#### What you will do
The records below hold a stretch from the line with "use clap::Parser;" through the line with "tabulated simulation output"; return exactly those lines, ends included, and nothing more.

#### Material supplied
—————
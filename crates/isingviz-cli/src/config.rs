use crate::cli::Cli;
use crate::error::{CliError, Result};
use crate::utils::parser;
use isingviz::render::config::RenderConfig;
use serde::Deserialize;
use std::path::{Path, PathBuf};
use tracing::debug;

/// Fixed default name for the output document.
const DEFAULT_OUTPUT_NAME: &str = "ising.pdf";

#[derive(Deserialize, Debug, Default)]
#[serde(deny_unknown_fields)]
struct PartialReportSection {
    output: Option<PathBuf>,
}

#[derive(Deserialize, Debug, Default)]
#[serde(deny_unknown_fields)]
struct PartialStyleSection {
    colors: Option<Vec<String>>,
    width: Option<u32>,
    height: Option<u32>,
}

/// The optional TOML configuration file, all fields individually omittable.
#[derive(Deserialize, Debug, Default)]
#[serde(deny_unknown_fields)]
pub struct PartialReportConfig {
    report: Option<PartialReportSection>,
    style: Option<PartialStyleSection>,
}

/// The fully resolved configuration the command runs with.
pub struct AppConfig {
    pub output_path: PathBuf,
    pub render: RenderConfig,
}

impl PartialReportConfig {
    pub fn from_file(path: &Path) -> Result<Self> {
        debug!("Loading configuration from file: {:?}", path);
        let content = std::fs::read_to_string(path)?;
        toml::from_str(&content).map_err(|e| CliError::FileParsing {
            path: path.to_path_buf(),
            source: e.into(),
        })
    }

    /// Resolves the effective configuration: CLI flags win over file values,
    /// which win over built-in defaults.
    pub fn merge_with_cli(mut self, args: &Cli) -> Result<AppConfig> {
        let report = self.report.take().unwrap_or_default();
        let style = self.style.take().unwrap_or_default();

        let output_path = args
            .output
            .clone()
            .or(report.output)
            .unwrap_or_else(|| PathBuf::from(DEFAULT_OUTPUT_NAME));

        let colors = if !args.colors.is_empty() {
            Some(parser::parse_color_list(&args.colors).map_err(CliError::Argument)?)
        } else if let Some(list) = &style.colors {
            Some(parser::parse_color_list(list).map_err(CliError::Config)?)
        } else {
            None
        };

        let defaults = RenderConfig::default();
        let render = RenderConfig {
            width: args.width.or(style.width).unwrap_or(defaults.width),
            height: args.height.or(style.height).unwrap_or(defaults.height),
            colors: colors.unwrap_or(defaults.colors),
        };
        if render.width == 0 || render.height == 0 {
            return Err(CliError::Config(
                "Page dimensions must be non-zero.".to_string(),
            ));
        }

        Ok(AppConfig {
            output_path,
            render,
        })
    }
}
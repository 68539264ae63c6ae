use indicatif::{ProgressBar, ProgressStyle};
use isingviz::render::progress::{Progress, ProgressCallback};
use std::sync::{Arc, Mutex};
use tracing::warn;

/// Maps workflow progress events onto a single stderr progress bar, one
/// step per rendered page.
#[derive(Clone)]
pub struct CliProgressHandler {
    pb: Arc<Mutex<ProgressBar>>,
}

impl CliProgressHandler {
    pub fn new() -> Self {
        let pb = ProgressBar::new(0).with_style(Self::bar_style());
        pb.set_draw_target(indicatif::ProgressDrawTarget::stderr());
        pb.finish_and_clear();

        Self {
            pb: Arc::new(Mutex::new(pb)),
        }
    }

    pub fn callback(&self) -> ProgressCallback<'static> {
        let pb = self.pb.clone();

        Box::new(move |progress: Progress| {
            let Ok(pb) = pb.lock() else {
                warn!("Progress bar mutex was poisoned. Cannot update progress.");
                return;
            };

            match progress {
                Progress::PhaseStart { name, total_pages } => {
                    pb.reset();
                    pb.set_style(Self::bar_style());
                    pb.set_length(total_pages as u64);
                    pb.set_position(0);
                    pb.set_message(name);
                }
                Progress::PageStart {
                    number,
                    total,
                    title,
                } => {
                    pb.set_message(format!("Page {}/{}: {}", number, total, title));
                }
                Progress::PageFinish { .. } => {
                    pb.inc(1);
                }
                Progress::PhaseFinish => {
                    pb.finish_with_message("✓ Done");
                }
            }
        })
    }

    fn bar_style() -> ProgressStyle {
        ProgressStyle::with_template("{msg:<44} [{bar:30.cyan/blue}] {pos}/{len}")
            .expect("Failed to create bar style template")
            .progress_chars("##-")
    }
}

impl Default for CliProgressHandler {
    fn default() -> Self {
        Self::new()
    }
}
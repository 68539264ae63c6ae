use clap::Parser;
use std::path::PathBuf;

const HELP_TEMPLATE: &str = "\
{before-help}{name} {version}
{about-with-newline}
{usage-heading} {usage}

{all-args}{after-help}
";

#[derive(Parser, Debug)]
#[command(
    version,
    about = "isingviz - renders a multi-page chart report from tabulated Ising model observables, with automatic critical-point detection on the specific-heat curve.",
    help_template = HELP_TEMPLATE,
)]
pub struct Cli {
    /// Path to the tabulated simulation output
    /// (whitespace-separated columns: T, magnetization, energy, specific heat).
    #[arg(short, long, required = true, value_name = "PATH")]
    pub input: PathBuf,

    /// Path for the output PDF report. Defaults to 'ising.pdf'.
    #[arg(short, long, value_name = "PATH")]
    pub output: Option<PathBuf>,

    /// Path to an optional configuration file in TOML format.
    #[arg(short, long, value_name = "PATH")]
    pub config: Option<PathBuf>,

    /// Override the per-page series colors: three comma-separated
    /// '#rrggbb' values, in page order.
    #[arg(long, value_name = "LIST", value_delimiter = ',')]
    pub colors: Vec<String>,

    /// Override the page width in pixels.
    #[arg(long, value_name = "INT")]
    pub width: Option<u32>,

    /// Override the page height in pixels.
    #[arg(long, value_name = "INT")]
    pub height: Option<u32>,

    /// Increase verbosity level (-v for INFO, -vv for DEBUG, -vvv for TRACE)
    #[arg(short, long, action = clap::ArgAction::Count)]
    pub verbose: u8,

    /// Suppress all log output except for errors
    #[arg(short, long, conflicts_with = "verbose")]
    pub quiet: bool,

    /// Write logs to a specified file in addition to the console output
    #[arg(long, value_name = "PATH")]
    pub log_file: Option<PathBuf>,
}

#[cfg(test)]
mod tests {
    use super::*;

    #[test]
    fn minimal_invocation_parses() {
        let cli = Cli::parse_from(["isingviz", "-i", "run.dat"]);
        assert_eq!(cli.input, PathBuf::from("run.dat"));
        assert!(cli.output.is_none());
        assert!(cli.colors.is_empty());
        assert_eq!(cli.verbose, 0);
    }

    #[test]
    fn colors_split_on_commas() {
        let cli = Cli::parse_from(["isingviz", "-i", "run.dat", "--colors", "#102030,#405060,#708090"]);
        assert_eq!(cli.colors, vec!["#102030", "#405060", "#708090"]);
    }

    #[test]
    fn quiet_conflicts_with_verbose() {
        let result = Cli::try_parse_from(["isingviz", "-i", "run.dat", "-q", "-v"]);
        assert!(result.is_err());
    }

    #[test]
    fn input_is_required() {
        let result = Cli::try_parse_from(["isingviz"]);
        assert!(result.is_err());
    }
}
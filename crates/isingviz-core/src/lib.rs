//! # isingviz Core Library
//!
//! Report generation for tabulated Ising model simulation output: loads a
//! temperature series of observables, renders one annotated chart per
//! observable, and assembles the pages into a single multi-page PDF with the
//! critical point marked on the specific-heat chart.
//!
//! ## Architectural Philosophy
//!
//! The library is split into three layers with a strict dependency direction,
//! so that the data model, the rendering machinery, and the user-facing
//! pipeline can evolve and be tested independently.
//!
//! - **[`core`]: The Foundation.** Stateless data models (`Sample`, `Series`,
//!   `Observable`) and the series-file loader. No rendering concerns.
//!
//! - **[`render`]: The Renderer.** Chart drawing, peak detection, progress
//!   reporting, and multi-page PDF assembly. Consumes `core` types; never
//!   reads files other than writing the finished document.
//!
//! - **[`workflows`]: The Public API.** The highest-level, user-facing layer.
//!   [`workflows::report::run`] ties loader output to the renderer and is the
//!   single entry point for generating a complete report.

pub mod core;
pub mod render;
pub mod workflows;
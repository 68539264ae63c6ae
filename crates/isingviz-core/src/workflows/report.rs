use crate::core::models::sample::Sample;
use crate::core::models::series::{Observable, Series};
use crate::render::chart;
use crate::render::config::{PageStyle, RenderConfig};
use crate::render::document::PdfDocument;
use crate::render::error::{RenderError, Result};
use crate::render::peak::{self, Peak};
use crate::render::progress::{Progress, ProgressReporter};
use std::path::{Path, PathBuf};
use tracing::{info, instrument};

/// Result of a completed report run.
#[derive(Debug, Clone)]
pub struct ReportSummary {
    /// The detected specific-heat maximum: the critical-temperature estimate.
    pub peak: Peak,
    /// Number of pages written, one per observable.
    pub page_count: usize,
    /// Where the document was written.
    pub output_path: PathBuf,
}

/// Renders the full report for `samples` into a multi-page PDF at
/// `output_path`.
///
/// Pages are produced in the fixed order magnetization, energy, specific
/// heat; the specific-heat page carries the critical-point annotation. The
/// document is written once, after all pages rendered successfully.
#[instrument(skip_all, name = "report_workflow")]
pub fn run(
    samples: &[Sample],
    config: &RenderConfig,
    output_path: &Path,
    reporter: &ProgressReporter,
) -> Result<ReportSummary> {
    let pages: Vec<(Observable, Series)> = Observable::ALL
        .iter()
        .map(|&obs| (obs, Series::project(samples, obs)))
        .collect();

    // The loader guarantees N >= 1; re-checked here so a caller bypassing it
    // cannot produce a report with empty charts.
    for (observable, series) in &pages {
        if series.is_empty() {
            return Err(RenderError::EmptySeries {
                label: observable.y_label(),
            });
        }
    }

    let heat = &pages[Observable::ALL.len() - 1].1;
    let peak = peak::find_peak(heat).ok_or(RenderError::EmptySeries {
        label: Observable::SpecificHeat.y_label(),
    })?;
    info!(
        "Specific-heat maximum {:.4} at T = {:.4} (sample {}).",
        peak.value, peak.temperature, peak.index
    );

    reporter.report(Progress::PhaseStart {
        name: "Rendering report",
        total_pages: pages.len(),
    });

    let mut document = PdfDocument::new(config.width, config.height);
    for (index, (observable, series)) in pages.iter().enumerate() {
        reporter.report(Progress::PageStart {
            number: index + 1,
            total: pages.len(),
            title: observable.title(),
        });

        let style = PageStyle {
            title: observable.title(),
            y_label: observable.y_label(),
            color: config.colors[index],
        };
        let annotation =
            (*observable == Observable::SpecificHeat).then_some(&peak);
        let svg = chart::render_page_svg(
            series,
            &style,
            annotation,
            (config.width, config.height),
        )?;
        document.push_page(svg);

        reporter.report(Progress::PageFinish { number: index + 1 });
    }

    document.write_to_file(output_path)?;
    reporter.report(Progress::PhaseFinish);

    info!(
        "Report written to {:?}: {} pages, T_c ≈ {:.2}.",
        output_path,
        document.page_count(),
        peak.temperature
    );
    Ok(ReportSummary {
        peak,
        page_count: document.page_count(),
        output_path: output_path.to_path_buf(),
    })
}
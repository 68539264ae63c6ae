use crate::core::models::series::Series;
use crate::render::config::PageStyle;
use crate::render::error::{RenderError, Result};
use crate::render::peak::Peak;
use plotters::chart::ChartContext;
use plotters::coord::Shift;
use plotters::coord::cartesian::Cartesian2d;
use plotters::coord::types::RangedCoordf64;
use plotters::prelude::*;
use std::ops::Range;

/// Fraction of the data span added on each side of an axis.
const AXIS_PAD_FRACTION: f64 = 0.05;
/// Pad applied when a series spans a single value, so ranges are never empty.
const DEGENERATE_PAD: f64 = 0.5;
/// Marker positions beyond this fraction of the x-range get their label
/// placed to the left of the marker line instead of the right.
const LABEL_FLIP_FRACTION: f64 = 0.82;

/// Renders one report page to an SVG string.
pub fn render_page_svg(
    series: &Series,
    style: &PageStyle,
    annotation: Option<&Peak>,
    size: (u32, u32),
) -> Result<String> {
    let mut svg = String::new();
    {
        let root = SVGBackend::with_string(&mut svg, size).into_drawing_area();
        draw_page(&root, series, style, annotation)?;
        root.present().map_err(to_draw_error)?;
    }
    Ok(svg)
}

fn draw_page<DB: DrawingBackend>(
    root: &DrawingArea<DB, Shift>,
    series: &Series,
    style: &PageStyle,
    annotation: Option<&Peak>,
) -> Result<()> {
    root.fill(&WHITE).map_err(to_draw_error)?;

    let x_range = padded_range(series.xs());
    let y_range = padded_range(series.ys());

    let mut chart = ChartBuilder::on(root)
        .caption(style.title, ("sans-serif", 28).into_font())
        .margin(12)
        .x_label_area_size(42)
        .y_label_area_size(56)
        .build_cartesian_2d(x_range.clone(), y_range.clone())
        .map_err(to_draw_error)?;

    chart
        .configure_mesh()
        .x_desc("Temperature")
        .y_desc(style.y_label)
        .draw()
        .map_err(to_draw_error)?;

    chart
        .draw_series(LineSeries::new(
            series.points().iter().copied(),
            style.color.stroke_width(2),
        ))
        .map_err(to_draw_error)?;
    chart
        .draw_series(
            series
                .points()
                .iter()
                .map(|&(x, y)| Circle::new((x, y), 3, style.color.filled())),
        )
        .map_err(to_draw_error)?;

    // Overlay last, against the same ranges the chart was built with.
    if let Some(peak) = annotation {
        draw_peak_annotation(&mut chart, peak, &x_range, &y_range)?;
    }
    Ok(())
}

fn draw_peak_annotation<DB: DrawingBackend>(
    chart: &mut ChartContext<'_, DB, Cartesian2d<RangedCoordf64, RangedCoordf64>>,
    peak: &Peak,
    x_range: &Range<f64>,
    y_range: &Range<f64>,
) -> Result<()> {
    chart
        .draw_series(LineSeries::new(
            [
                (peak.temperature, y_range.start),
                (peak.temperature, y_range.end),
            ],
            BLACK.stroke_width(2),
        ))
        .map_err(to_draw_error)?;

    let x_span = x_range.end - x_range.start;
    let label_x = if peak.temperature > x_range.start + LABEL_FLIP_FRACTION * x_span {
        peak.temperature - 0.16 * x_span
    } else {
        peak.temperature + 0.02 * x_span
    };
    let label_y = y_range.end - 0.06 * (y_range.end - y_range.start);

    chart
        .draw_series(std::iter::once(Text::new(
            format!("T_c ≈ {:.2}", peak.temperature),
            (label_x, label_y),
            ("sans-serif", 18).into_font(),
        )))
        .map_err(to_draw_error)?;
    Ok(())
}

fn padded_range(values: impl Iterator<Item = f64>) -> Range<f64> {
    let (min, max) = values.fold((f64::INFINITY, f64::NEG_INFINITY), |(lo, hi), v| {
        (lo.min(v), hi.max(v))
    });
    let span = max - min;
    let pad = if span > 0.0 {
        AXIS_PAD_FRACTION * span
    } else {
        DEGENERATE_PAD
    };
    (min - pad)..(max + pad)
}

fn to_draw_error(e: impl std::fmt::Display) -> RenderError {
    RenderError::Draw(e.to_string())
}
—————
#### Written response
use clap::Parser;
use std::path::PathBuf;

const HELP_TEMPLATE: &str = "\
{before-help}{name} {version}
{about-with-newline}
{usage-heading} {usage}

{all-args}{after-help}
";

#[derive(Parser, Debug)]
#[command(
    version,
    about = "isingviz - renders a multi-page chart report from tabulated Ising model observables, with automatic critical-point detection on the specific-heat curve.",
    help_template = HELP_TEMPLATE,
)]
pub struct Cli {
    /// Path to the tabulated simulation output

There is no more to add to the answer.